SAGE2TheRescue

Inspiration

During Cyclone Fani, which hit Odisha in 2019, a lot of places ran out of electricity, water, and other basic necessities. During this period, most of the rescue workers relied on data accumulated pre-disaster to guide rescue services, but this was far off from the on-ground reality where many places were in much worse of a situation than what was predicted. This is why we have developed this application to help guide rescue services in real-time using data from Twitter. Even during the cyclone, many parts of the city had mobile data running even though electricity and satellite television were not available. This is where our application comes into use; by accessing the data posted to Twitter, we help guide rescue services towards the areas that need it the most.

What it does

The application uses tweepy to retrieve tweets in real-time using keywords given by the user. At the time of a disaster, the city or state can be entered by the user into our application. Using the keyword received it retrieves all the tweets available, giving priority to the most recent tweets. These tweets we then run through a disaster prediction SVC model which was built using sagemaker. This model helps to eliminate tweets that are not disaster-related so that we only account for valid tweets. The newly generated set of tweets that contain only disaster-related tweets is now run through a sentiment analysis model to determine the negativity or positivity of a tweet. Using the sentiment analysis model we assign a float value score between -1 and 1 to each tweet.
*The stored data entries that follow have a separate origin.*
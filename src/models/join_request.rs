//! Join request model

use serde::{Deserialize, Serialize};
use chrono::{DateTime, Utc};
use sqlx::FromRow;
use super::user::UserProfile;

/// A user waiting for the admin's decision
#[derive(Debug, Clone, Serialize, Deserialize, FromRow)]
pub struct JoinRequest {
    pub user_id: i64,
    pub username: Option<String>,
    pub display_name: String,
    pub requested_at: DateTime<Utc>,
}

#[derive(Debug, Clone, Serialize, Deserialize)]
pub struct CreateJoinRequest {
    pub user_id: i64,
    pub username: Option<String>,
    pub display_name: String,
}

impl From<&UserProfile> for CreateJoinRequest {
    fn from(profile: &UserProfile) -> Self {
        Self {
            user_id: profile.user_id,
            username: profile.username.clone(),
            display_name: profile.display_name(),
        }
    }
}
//! Database module
//!
//! This module handles database connections and operations

pub mod connection;
pub mod repositories;
pub mod service;

// Re-export commonly used database components
pub use connection::{DatabasePool, DatabaseConfig, create_pool, run_migrations, health_check};
pub use repositories::{UserRepository, JoinRequestRepository, CategoryRepository, StoryRepository, SettingsRepository};
pub use service::{DatabaseService, Stats};
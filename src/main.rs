//! Story Bot
//!
//! Main application entry point

use std::sync::Arc;
use teloxide::{prelude::*, types::{ChatId, Update}};
use teloxide::dispatching::UpdateHandler;
use teloxide::utils::command::BotCommands;
use tracing::{info, warn};

use story_bot::{
    config::Settings,
    utils::logging::{self, log_handler_error},
    database::{DatabaseService, connection::{create_pool, health_check, run_migrations, DatabaseConfig}},
    services::ServiceFactory,
    state::StateStorage,
    handlers::{Command, handle_command, handle_callback_query, handle_message},
    ui::texts,
};

type HandlerResult = Result<(), Box<dyn std::error::Error + Send + Sync>>;

#[tokio::main]
async fn main() -> Result<(), Box<dyn std::error::Error>> {
    dotenv::dotenv().ok();

    // Load configuration
    let settings = Settings::new()?;
    settings.validate()?;

    // Initialize logging; the guard flushes the file writer on exit
    let _log_guard = logging::init_logging(&settings.logging)?;

    info!("Starting {}...", story_bot::info());

    // Initialize database connection
    info!("Connecting to database...");
    let db_pool = create_pool(&DatabaseConfig::from_settings(&settings.database)).await?;
    run_migrations(&db_pool).await?;
    health_check(&db_pool).await?;

    let database = DatabaseService::new(db_pool);
    database.seed_settings(&settings).await?;
    database.users.ensure_admin(settings.bot.admin_id).await?;

    // Initialize state management
    let state_storage = StateStorage::new(&settings.redis).await?;

    // Initialize bot
    let mut bot = Bot::new(&settings.bot.token);
    if let Some(api_url) = &settings.bot.api_url {
        info!(api_url = %api_url, "Using custom Bot API server");
        bot = bot.set_api_url(api_url.parse()?);
    }

    if let Err(e) = bot.set_my_commands(Command::bot_commands()).await {
        warn!(error = %e, "Failed to register bot commands");
    }

    // Initialize services
    let services = ServiceFactory::new(bot.clone(), settings, database);
    info!(admin_id = services.admin_id(), "Services initialized");

    let mut dispatcher = Dispatcher::builder(bot, create_handler())
        .dependencies(dptree::deps![Arc::new(services), Arc::new(state_storage)])
        .default_handler(|upd| async move {
            warn!(update_id = ?upd.id, "Unhandled update");
        })
        .enable_ctrlc_handler()
        .build();

    info!("Starting bot with polling mode...");
    dispatcher.dispatch().await;

    info!("Story bot has been shut down.");
    Ok(())
}

/// Create the main update handler
fn create_handler() -> UpdateHandler<Box<dyn std::error::Error + Send + Sync + 'static>> {
    dptree::entry()
        .branch(
            Update::filter_message()
                .filter(|msg: Message| msg.chat.is_private())
                .branch(
                    // Handle commands
                    dptree::entry()
                        .filter_command::<Command>()
                        .endpoint(handle_commands),
                )
                .branch(
                    // Handle buttons and wizard input
                    dptree::endpoint(handle_messages),
                ),
        )
        .branch(
            // Handle callback queries
            Update::filter_callback_query().endpoint(handle_callbacks),
        )
}

/// Handle bot commands
async fn handle_commands(
    bot: Bot,
    msg: Message,
    cmd: Command,
    services: Arc<ServiceFactory>,
    state_storage: Arc<StateStorage>,
) -> HandlerResult {
    let chat_id = msg.chat.id;
    if let Err(e) = handle_command(bot.clone(), msg, cmd, (*services).clone(), (*state_storage).clone()).await {
        log_handler_error("command", &e);
        report_failure(&bot, chat_id).await;
    }
    Ok(())
}

/// Handle regular messages
async fn handle_messages(
    bot: Bot,
    msg: Message,
    services: Arc<ServiceFactory>,
    state_storage: Arc<StateStorage>,
) -> HandlerResult {
    let chat_id = msg.chat.id;
    if let Err(e) = handle_message(bot.clone(), msg, (*services).clone(), (*state_storage).clone()).await {
        log_handler_error("message", &e);
        report_failure(&bot, chat_id).await;
    }
    Ok(())
}

/// Handle callback queries
async fn handle_callbacks(
    bot: Bot,
    query: CallbackQuery,
    services: Arc<ServiceFactory>,
    state_storage: Arc<StateStorage>,
) -> HandlerResult {
    let chat_id = query.message.as_ref().map(|m| m.chat().id).unwrap_or(ChatId(query.from.id.0 as i64));
    if let Err(e) = handle_callback_query(bot.clone(), query, (*services).clone(), (*state_storage).clone()).await {
        log_handler_error("callback", &e);
        report_failure(&bot, chat_id).await;
    }
    Ok(())
}

/// Let the user know the update was not processed; the dispatcher keeps running
async fn report_failure(bot: &Bot, chat_id: ChatId) {
    if let Err(e) = bot.send_message(chat_id, texts::ERROR).await {
        warn!(chat_id = ?chat_id, error = %e, "Failed to report handler error");
    }
}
Now we use Spacy to extract the locations present in each of the tweets and add the score from the tweet to determine a total score for each location based on the sentiment of the tweets describing these places.

Execution:

Within SageMaker (Clean Environment: GPU-instance), open a default:Python Console Terminal and enter:

get_ipython().system_raw('git clone https://github.com/sarthak815/AWS_Tweets_Project.git')

to clone the GitHub Repository.

! POSSIBLE ERROR: 
If a clean/fresh environment isn't used, an error occurs during installation/import of transformers python library may take place.

Once cloned, use the commands:

get_ipython().system_raw('cp ./AWS_Tweets_Project/setup.ipynb ./setup.ipynb')
get_ipython().system_raw('cp ./AWS_Tweets_Project/streamlit.ipynb ./streamlit.ipynb')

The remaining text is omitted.